Son dernier message pascal résonne donc avec une force particulière. Ces premières phrases sont pour indiquer : « Le Christ est ressuscité ! Cette annonce renferme tout le sens de notre existence, qui n’est pas faite pour la mort mais pour la vie.(…) Que de volonté de mort nous voyons chaque jour dans les nombreux conflits qui touchent différentes parties du monde ! Que de violence nous voyons souvent aussi dans les familles, à l’égard des femmes ou des enfants ! Que de mépris se nourrit parfois envers les plus faibles, les marginalisés, les migrants ! » Et d’inviter : « En ce jour, je voudrais que nous recommencions à espérer et à avoir confiance dans les autres, même dans ceux qui ne sont pas proches de nous ou qui viennent de pays lointains avec des usages, des modes de vie, des idées et des coutumes différents de ceux qui nous sont les plus familiers, car nous sommes tous enfants de Dieu ! »

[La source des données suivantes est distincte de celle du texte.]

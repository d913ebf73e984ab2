//! Error codes for the agentic economy engine

use thiserror::Error;

use crate::state::{Address, Category, ContractVersion, JobStatus};
use crate::utils::version::EntryPoint;

#[derive(Debug, Clone, PartialEq, Eq, Error)]
pub enum EconomyError {
    // Authorization errors
    #[error("{caller} is not authorized to call {entry_point}")]
    Unauthorized {
        caller: Address,
        entry_point: EntryPoint,
    },

    #[error("reentrant call to {0} rejected while a transfer is in flight")]
    ReentrantCall(EntryPoint),

    #[error("{entry_point} is not available on contract {version}")]
    UnsupportedEntryPoint {
        entry_point: EntryPoint,
        version: ContractVersion,
    },

    // Agent errors
    #[error("agent {0} is not registered")]
    AgentNotFound(Address),

    #[error("agent {0} is already registered")]
    AlreadyRegistered(Address),

    #[error("stake {provided} is below the minimum registration stake {required}")]
    InsufficientStake { provided: u128, required: u128 },

    // Job errors
    #[error("job {0} not found")]
    JobNotFound(u64),

    #[error("job {job_id} is {status}, expected {expected}")]
    InvalidState {
        job_id: u64,
        status: JobStatus,
        expected: &'static str,
    },

    #[error("job {job_id} times out after {deadline}, current time is {now}")]
    TimeoutNotElapsed { job_id: u64, deadline: i64, now: i64 },

    #[error("budget {budget} is below the required {required}")]
    InsufficientBudget { budget: u128, required: u128 },

    #[error("no eligible {category} agent found within budget {budget}")]
    NoEligibleAgent { category: Category, budget: u128 },

    // Value errors
    #[error("transfer of {amount} to {recipient} failed: {reason}")]
    TransferFailed {
        recipient: Address,
        amount: u128,
        reason: String,
    },

    #[error("requested {requested} exceeds the withdrawable {available}")]
    InsufficientFunds { requested: u128, available: u128 },

    // Input errors
    #[error("{field} = {value} is outside {min}..={max}")]
    OutOfRange {
        field: &'static str,
        value: u128,
        min: u128,
        max: u128,
    },

    #[error("invalid input: {0}")]
    InvalidInput(&'static str),

    #[error("invalid address: {0}")]
    InvalidAddress(String),

    #[error("unknown category: {0}")]
    UnknownCategory(String),

    #[error("arithmetic overflow")]
    ArithmeticOverflow,
}

pub type Result<T> = std::result::Result<T, EconomyError>;
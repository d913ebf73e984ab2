//! Worker accepts an open job

use tracing::info;

use crate::context::CallContext;
use crate::errors::{EconomyError, Result};
use crate::events::EconomyEvent;
use crate::state::JobStatus;
use crate::utils::version::EntryPoint;
use crate::Economy;

pub fn handler(economy: &mut Economy, ctx: &CallContext, job_id: u64) -> Result<()> {
    economy.begin(EntryPoint::AcceptJob)?;

    let job = economy.job_mut(job_id)?;
    if ctx.caller != job.worker {
        return Err(EconomyError::Unauthorized {
            caller: ctx.caller,
            entry_point: EntryPoint::AcceptJob,
        });
    }
    if job.status != JobStatus::Open {
        return Err(EconomyError::InvalidState {
            job_id,
            status: job.status,
            expected: "Open",
        });
    }

    job.status = JobStatus::Taken;
    job.accepted_at = Some(ctx.now);
    let worker = job.worker;

    info!(job_id, %worker, "job accepted");
    let sequence = economy.commit(
        EntryPoint::AcceptJob,
        vec![EconomyEvent::JobAccepted {
            job_id,
            worker,
            timestamp: ctx.now,
        }],
    );
    economy.job_mut(job_id)?.record(EntryPoint::AcceptJob, ctx.now, sequence);
    Ok(())
}

#[cfg(test)]
mod tests {
    use super::*;
    use crate::test_utils::*;

    #[test]
    fn test_worker_accepts() {
        let mut economy = economy();
        let job_id = open_job(&mut economy, BUDGET);
        economy.accept_job(&at(WORKER, T0 + 5), job_id).unwrap();

        let job = economy.get_job(job_id).unwrap();
        assert_eq!(job.status, JobStatus::Taken);
        assert_eq!(job.accepted_at, Some(T0 + 5));
        assert_eq!(economy.locked_funds(), BUDGET);
    }

    #[test]
    fn test_only_worker_accepts() {
        let mut economy = economy();
        let job_id = open_job(&mut economy, BUDGET);
        for intruder in [EMPLOYER, OUTSIDER, OWNER] {
            assert_eq!(
                economy.accept_job(&call(intruder), job_id),
                Err(EconomyError::Unauthorized {
                    caller: intruder,
                    entry_point: EntryPoint::AcceptJob,
                })
            );
        }
        assert_eq!(economy.get_job(job_id).unwrap().status, JobStatus::Open);
    }

    #[test]
    fn test_accept_twice() {
        let mut economy = economy();
        let job_id = open_job(&mut economy, BUDGET);
        economy.accept_job(&call(WORKER), job_id).unwrap();
        assert_eq!(
            economy.accept_job(&call(WORKER), job_id),
            Err(EconomyError::InvalidState {
                job_id,
                status: JobStatus::Taken,
                expected: "Open",
            })
        );
    }

    #[test]
    fn test_unknown_job() {
        let mut economy = economy();
        assert_eq!(economy.accept_job(&call(WORKER), 7), Err(EconomyError::JobNotFound(7)));
    }
}
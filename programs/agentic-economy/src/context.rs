//! Per-call execution context

use crate::state::Address;

/// Who is calling, what value is attached and the current unix time
#[derive(Debug, Clone, Copy, PartialEq, Eq)]
pub struct CallContext {
    pub caller: Address,
    /// Wei attached to the call
    pub value: u128,
    pub now: i64,
}

impl CallContext {
    pub fn new(caller: Address, now: i64) -> Self {
        Self {
            caller,
            value: 0,
            now,
        }
    }

    pub fn with_value(mut self, value: u128) -> Self {
        self.value = value;
        self
    }
}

« Espérer que la paix est possible »
« Je voudrais que nous recommencions à espérer que la paix est possible ! Depuis le Saint-Sépulcre, l’église de la Résurrection, où cette année Pâques est célébrée le même jour par les catholiques et les orthodoxes, que la lumière de la paix rayonne sur toute la Terre Sainte et sur le monde entier. Je suis proche des souffrances des chrétiens de Palestine et d’Israël, ainsi que de tout le peuple israélien et de tout le peuple palestinien. Le climat d’antisémitisme croissant qui se répand dans le monde entier est préoccupant. En même temps, mes pensées vont à la population et en particulier à la communauté chrétienne de Gaza, où le terrible conflit continue de semer la mort et la destruction et de provoquer une situation humanitaire dramatique et ignoble. J’appelle les belligérants : cessez le feu, que les otages soient libérés et que l’aide précieuse soit apportée à la population affamée qui aspire à un avenir de paix ! »
Le pape invite aussi à prier pour les communautés chrétiennes du Liban et de Syrie « qui aspirent à la stabilité et à participer au destin de chaque nation, alors que ce dernier pays traverse une période délicate de son histoire. J’exhorte l’Église tout entière à accompagner les chrétiens du Moyen-Orient bien-aimé par l’attention et la prière. » Il n’oublie pas le « peuple du Yémen, qui connaît l’une des pires crises humanitaires “prolongées” au monde, en raison de la guerre, et j’appelle tout le monde à trouver des solutions par le biais d’un dialogue constructif. »
« Paix sur l’Ukraine meurtrie »
Le pape François poursuit son tour du monde : « Que le Christ Ressuscité répande le don pascal de la paix sur l’Ukraine meurtrie et encourage tous les acteurs à poursuivre les efforts pour parvenir à une paix juste et durable. En ce jour de fête, pensons au Caucase du Sud et prions pour que soit rapidement signé et mis en oeuvre un Accord de paix définitif entre l’Arménie et l’Azerbaïdjan, conduisant à la réconciliation tant désirée dans la région. Que la lumière de Pâques inspire des propositions de concorde dans les Balkans occidentaux et aide les acteurs politiques à œuvrer pour éviter la montée des tensions et des crises, ainsi que les acteurs de la région à rejeter les comportements dangereux et déstabilisants. »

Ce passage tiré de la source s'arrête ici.